Work task: Set out exactly, line by line, the stretch of data below that begins at the line containing "from registry configs" and ends at the line containing "fn number_tag_value(n: &serde_json::Number)", with both ends kept.

The data section start

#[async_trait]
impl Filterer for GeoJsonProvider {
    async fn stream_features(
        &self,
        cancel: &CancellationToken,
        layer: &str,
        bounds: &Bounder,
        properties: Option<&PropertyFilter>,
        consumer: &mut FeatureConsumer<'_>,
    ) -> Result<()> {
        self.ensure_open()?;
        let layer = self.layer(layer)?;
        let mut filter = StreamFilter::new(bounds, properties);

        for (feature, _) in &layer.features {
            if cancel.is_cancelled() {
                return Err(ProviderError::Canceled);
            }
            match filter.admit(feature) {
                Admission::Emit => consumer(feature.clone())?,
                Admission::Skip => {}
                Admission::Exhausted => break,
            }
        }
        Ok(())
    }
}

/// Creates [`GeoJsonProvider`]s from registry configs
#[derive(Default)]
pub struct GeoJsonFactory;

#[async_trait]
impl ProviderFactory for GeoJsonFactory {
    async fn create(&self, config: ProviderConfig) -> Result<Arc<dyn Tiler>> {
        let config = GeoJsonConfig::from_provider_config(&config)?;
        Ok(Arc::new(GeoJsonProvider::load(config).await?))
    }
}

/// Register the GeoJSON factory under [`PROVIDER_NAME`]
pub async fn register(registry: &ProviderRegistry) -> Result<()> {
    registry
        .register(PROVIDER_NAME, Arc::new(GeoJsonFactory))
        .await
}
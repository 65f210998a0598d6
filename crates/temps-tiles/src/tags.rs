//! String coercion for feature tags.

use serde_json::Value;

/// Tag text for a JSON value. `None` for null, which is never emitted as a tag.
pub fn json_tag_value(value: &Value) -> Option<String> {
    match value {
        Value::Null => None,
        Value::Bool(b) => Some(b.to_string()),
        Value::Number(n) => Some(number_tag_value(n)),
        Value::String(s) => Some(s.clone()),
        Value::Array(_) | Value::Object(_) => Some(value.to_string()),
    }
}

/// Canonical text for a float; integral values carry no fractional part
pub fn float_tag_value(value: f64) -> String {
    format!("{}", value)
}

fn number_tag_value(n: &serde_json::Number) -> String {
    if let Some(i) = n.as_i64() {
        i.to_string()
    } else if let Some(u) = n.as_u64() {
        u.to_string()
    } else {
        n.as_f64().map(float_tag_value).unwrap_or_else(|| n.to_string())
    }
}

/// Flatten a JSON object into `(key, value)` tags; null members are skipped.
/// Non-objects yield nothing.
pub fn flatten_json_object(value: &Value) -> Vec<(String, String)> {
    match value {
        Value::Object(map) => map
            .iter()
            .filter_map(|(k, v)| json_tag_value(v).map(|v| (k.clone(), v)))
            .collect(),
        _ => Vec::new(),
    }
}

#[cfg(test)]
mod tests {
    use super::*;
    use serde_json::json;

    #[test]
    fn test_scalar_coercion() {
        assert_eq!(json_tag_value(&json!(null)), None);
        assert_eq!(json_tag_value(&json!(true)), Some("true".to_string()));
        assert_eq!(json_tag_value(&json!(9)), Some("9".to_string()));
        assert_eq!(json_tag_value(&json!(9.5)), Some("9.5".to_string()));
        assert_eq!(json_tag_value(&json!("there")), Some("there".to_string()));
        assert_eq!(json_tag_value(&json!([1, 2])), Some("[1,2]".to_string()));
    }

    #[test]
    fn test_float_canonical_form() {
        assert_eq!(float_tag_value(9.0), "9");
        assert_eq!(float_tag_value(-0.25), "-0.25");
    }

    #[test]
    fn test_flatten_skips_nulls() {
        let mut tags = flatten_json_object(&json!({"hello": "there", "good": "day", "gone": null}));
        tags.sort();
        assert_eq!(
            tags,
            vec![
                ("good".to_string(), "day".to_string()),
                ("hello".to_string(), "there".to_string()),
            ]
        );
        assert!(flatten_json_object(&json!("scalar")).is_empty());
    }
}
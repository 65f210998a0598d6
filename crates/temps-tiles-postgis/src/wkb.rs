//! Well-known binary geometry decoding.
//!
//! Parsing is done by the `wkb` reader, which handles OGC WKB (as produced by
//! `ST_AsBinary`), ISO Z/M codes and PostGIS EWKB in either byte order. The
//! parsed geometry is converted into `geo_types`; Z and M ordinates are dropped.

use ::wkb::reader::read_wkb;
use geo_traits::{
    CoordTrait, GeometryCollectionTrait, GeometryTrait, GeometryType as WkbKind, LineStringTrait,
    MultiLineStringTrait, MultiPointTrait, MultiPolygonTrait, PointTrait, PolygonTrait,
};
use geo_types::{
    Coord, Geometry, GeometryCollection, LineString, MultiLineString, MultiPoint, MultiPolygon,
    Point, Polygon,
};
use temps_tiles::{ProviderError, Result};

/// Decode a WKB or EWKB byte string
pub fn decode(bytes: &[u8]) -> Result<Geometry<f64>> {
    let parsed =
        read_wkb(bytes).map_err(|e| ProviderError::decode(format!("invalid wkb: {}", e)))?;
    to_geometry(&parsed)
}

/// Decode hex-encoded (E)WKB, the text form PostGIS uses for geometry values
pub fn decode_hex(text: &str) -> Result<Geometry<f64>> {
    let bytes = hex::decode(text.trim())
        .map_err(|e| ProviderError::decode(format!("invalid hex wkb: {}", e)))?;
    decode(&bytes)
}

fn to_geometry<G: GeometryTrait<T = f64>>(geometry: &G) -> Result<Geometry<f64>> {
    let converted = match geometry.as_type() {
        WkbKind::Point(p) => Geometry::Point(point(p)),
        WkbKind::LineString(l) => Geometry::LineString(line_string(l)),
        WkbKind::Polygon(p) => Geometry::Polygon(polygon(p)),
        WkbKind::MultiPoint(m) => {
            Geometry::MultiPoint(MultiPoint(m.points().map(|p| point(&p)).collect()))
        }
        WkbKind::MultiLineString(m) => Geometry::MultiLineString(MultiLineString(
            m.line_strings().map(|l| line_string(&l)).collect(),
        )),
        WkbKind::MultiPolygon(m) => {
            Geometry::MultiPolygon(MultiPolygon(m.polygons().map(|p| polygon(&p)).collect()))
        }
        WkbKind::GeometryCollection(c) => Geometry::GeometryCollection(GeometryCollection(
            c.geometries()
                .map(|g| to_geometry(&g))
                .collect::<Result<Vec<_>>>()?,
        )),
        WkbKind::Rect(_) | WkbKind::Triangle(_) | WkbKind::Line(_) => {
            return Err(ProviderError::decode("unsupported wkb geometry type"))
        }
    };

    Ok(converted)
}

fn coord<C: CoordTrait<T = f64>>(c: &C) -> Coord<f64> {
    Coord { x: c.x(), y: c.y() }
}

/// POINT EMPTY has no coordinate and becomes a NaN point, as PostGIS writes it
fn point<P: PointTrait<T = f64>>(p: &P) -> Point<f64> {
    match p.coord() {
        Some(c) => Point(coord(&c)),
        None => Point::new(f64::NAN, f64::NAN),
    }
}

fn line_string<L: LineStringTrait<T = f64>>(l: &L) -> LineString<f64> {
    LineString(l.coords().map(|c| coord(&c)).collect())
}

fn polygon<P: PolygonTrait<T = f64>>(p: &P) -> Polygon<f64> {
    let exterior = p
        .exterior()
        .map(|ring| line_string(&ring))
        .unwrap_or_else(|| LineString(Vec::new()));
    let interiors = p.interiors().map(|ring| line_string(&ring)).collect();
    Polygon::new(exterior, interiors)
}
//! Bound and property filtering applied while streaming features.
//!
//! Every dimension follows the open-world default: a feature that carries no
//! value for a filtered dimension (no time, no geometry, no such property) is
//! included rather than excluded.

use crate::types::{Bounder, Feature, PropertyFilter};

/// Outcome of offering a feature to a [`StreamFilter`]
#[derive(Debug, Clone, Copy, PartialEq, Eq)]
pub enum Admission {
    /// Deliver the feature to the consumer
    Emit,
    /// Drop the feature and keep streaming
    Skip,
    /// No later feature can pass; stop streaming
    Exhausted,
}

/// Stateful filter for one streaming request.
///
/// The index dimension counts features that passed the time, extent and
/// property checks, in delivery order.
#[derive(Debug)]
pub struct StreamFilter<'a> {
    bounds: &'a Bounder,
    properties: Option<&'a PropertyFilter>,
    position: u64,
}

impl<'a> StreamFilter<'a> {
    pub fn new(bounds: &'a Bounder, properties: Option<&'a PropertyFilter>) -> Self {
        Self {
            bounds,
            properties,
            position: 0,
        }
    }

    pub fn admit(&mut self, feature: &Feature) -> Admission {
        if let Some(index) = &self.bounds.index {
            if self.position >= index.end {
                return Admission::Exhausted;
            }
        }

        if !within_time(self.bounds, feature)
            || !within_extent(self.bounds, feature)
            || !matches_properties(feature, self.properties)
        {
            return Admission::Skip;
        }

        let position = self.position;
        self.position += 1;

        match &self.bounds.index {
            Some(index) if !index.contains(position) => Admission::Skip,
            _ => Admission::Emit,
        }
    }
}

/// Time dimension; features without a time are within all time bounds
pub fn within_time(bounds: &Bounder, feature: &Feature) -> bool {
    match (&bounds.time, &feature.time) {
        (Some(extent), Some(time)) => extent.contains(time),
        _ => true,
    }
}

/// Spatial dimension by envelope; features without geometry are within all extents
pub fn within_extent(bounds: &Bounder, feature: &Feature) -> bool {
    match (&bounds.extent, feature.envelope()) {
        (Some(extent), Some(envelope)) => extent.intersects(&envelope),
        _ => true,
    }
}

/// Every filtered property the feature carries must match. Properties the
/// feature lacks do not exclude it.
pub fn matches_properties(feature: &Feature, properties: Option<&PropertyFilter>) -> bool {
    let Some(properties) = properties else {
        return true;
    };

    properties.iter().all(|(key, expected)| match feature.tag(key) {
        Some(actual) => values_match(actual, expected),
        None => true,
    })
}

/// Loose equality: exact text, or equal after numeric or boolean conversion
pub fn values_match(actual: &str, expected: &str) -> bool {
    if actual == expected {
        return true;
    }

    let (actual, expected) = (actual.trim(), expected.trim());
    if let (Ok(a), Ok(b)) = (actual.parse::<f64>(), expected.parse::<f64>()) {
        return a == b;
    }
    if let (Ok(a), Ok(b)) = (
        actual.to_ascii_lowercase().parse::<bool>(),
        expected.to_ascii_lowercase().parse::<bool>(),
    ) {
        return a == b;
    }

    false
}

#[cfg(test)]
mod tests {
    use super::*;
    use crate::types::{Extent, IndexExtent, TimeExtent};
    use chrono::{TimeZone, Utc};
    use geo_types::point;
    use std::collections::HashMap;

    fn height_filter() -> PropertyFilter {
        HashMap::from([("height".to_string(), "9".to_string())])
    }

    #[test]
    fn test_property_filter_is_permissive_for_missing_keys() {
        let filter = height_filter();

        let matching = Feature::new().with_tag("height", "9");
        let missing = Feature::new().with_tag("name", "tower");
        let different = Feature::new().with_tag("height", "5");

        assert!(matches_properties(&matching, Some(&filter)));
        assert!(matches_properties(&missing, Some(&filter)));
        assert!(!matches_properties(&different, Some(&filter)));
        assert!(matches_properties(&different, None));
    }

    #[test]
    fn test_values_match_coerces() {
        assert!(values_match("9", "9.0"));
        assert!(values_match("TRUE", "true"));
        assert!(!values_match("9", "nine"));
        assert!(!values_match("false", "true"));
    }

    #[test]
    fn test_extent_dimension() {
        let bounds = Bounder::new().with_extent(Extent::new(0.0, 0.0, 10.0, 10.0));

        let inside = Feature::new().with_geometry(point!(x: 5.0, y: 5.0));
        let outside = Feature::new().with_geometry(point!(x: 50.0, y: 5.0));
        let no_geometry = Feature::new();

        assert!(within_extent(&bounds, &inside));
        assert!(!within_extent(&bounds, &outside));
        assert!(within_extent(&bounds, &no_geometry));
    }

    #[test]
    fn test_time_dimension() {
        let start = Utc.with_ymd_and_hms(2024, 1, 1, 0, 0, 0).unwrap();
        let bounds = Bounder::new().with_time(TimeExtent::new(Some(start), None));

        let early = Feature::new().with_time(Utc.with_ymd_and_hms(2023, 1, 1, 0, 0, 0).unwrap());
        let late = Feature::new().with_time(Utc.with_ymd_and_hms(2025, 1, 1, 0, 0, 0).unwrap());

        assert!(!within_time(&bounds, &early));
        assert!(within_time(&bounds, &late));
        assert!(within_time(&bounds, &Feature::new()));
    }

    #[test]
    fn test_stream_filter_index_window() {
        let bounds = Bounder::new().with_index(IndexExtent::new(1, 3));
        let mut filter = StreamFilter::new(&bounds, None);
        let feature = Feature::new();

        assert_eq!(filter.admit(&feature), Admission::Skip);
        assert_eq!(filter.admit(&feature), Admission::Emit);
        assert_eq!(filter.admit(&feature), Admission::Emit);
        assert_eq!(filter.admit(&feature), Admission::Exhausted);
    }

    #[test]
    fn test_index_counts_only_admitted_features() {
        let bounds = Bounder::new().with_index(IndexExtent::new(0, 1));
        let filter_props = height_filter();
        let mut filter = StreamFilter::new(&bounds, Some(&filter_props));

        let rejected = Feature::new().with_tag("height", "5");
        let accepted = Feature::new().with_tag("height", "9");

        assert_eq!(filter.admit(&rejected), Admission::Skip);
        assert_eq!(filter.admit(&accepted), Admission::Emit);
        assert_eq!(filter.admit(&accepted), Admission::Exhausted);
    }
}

The data section end

Written answer:
/// Creates [`GeoJsonProvider`]s from registry configs
#[derive(Default)]
pub struct GeoJsonFactory;

#[async_trait]
impl ProviderFactory for GeoJsonFactory {
    async fn create(&self, config: ProviderConfig) -> Result<Arc<dyn Tiler>> {
        let config = GeoJsonConfig::from_provider_config(&config)?;
        Ok(Arc::new(GeoJsonProvider::load(config).await?))
    }
}

/// Register the GeoJSON factory under [`PROVIDER_NAME`]
pub async fn register(registry: &ProviderRegistry) -> Result<()> {
    registry
        .register(PROVIDER_NAME, Arc::new(GeoJsonFactory))
        .await
}
repository 65f210998a0598d6
filename crates/temps-tiles/src/tags.rs
//! String coercion for feature tags.

use serde_json::Value;

/// Tag text for a JSON value. `None` for null, which is never emitted as a tag.
pub fn json_tag_value(value: &Value) -> Option<String> {
    match value {
        Value::Null => None,
        Value::Bool(b) => Some(b.to_string()),
        Value::Number(n) => Some(number_tag_value(n)),
        Value::String(s) => Some(s.clone()),
        Value::Array(_) | Value::Object(_) => Some(value.to_string()),
    }
}

/// Canonical text for a float; integral values carry no fractional part
pub fn float_tag_value(value: f64) -> String {
    format!("{}", value)
}

fn number_tag_value(n: &serde_json::Number) -> String {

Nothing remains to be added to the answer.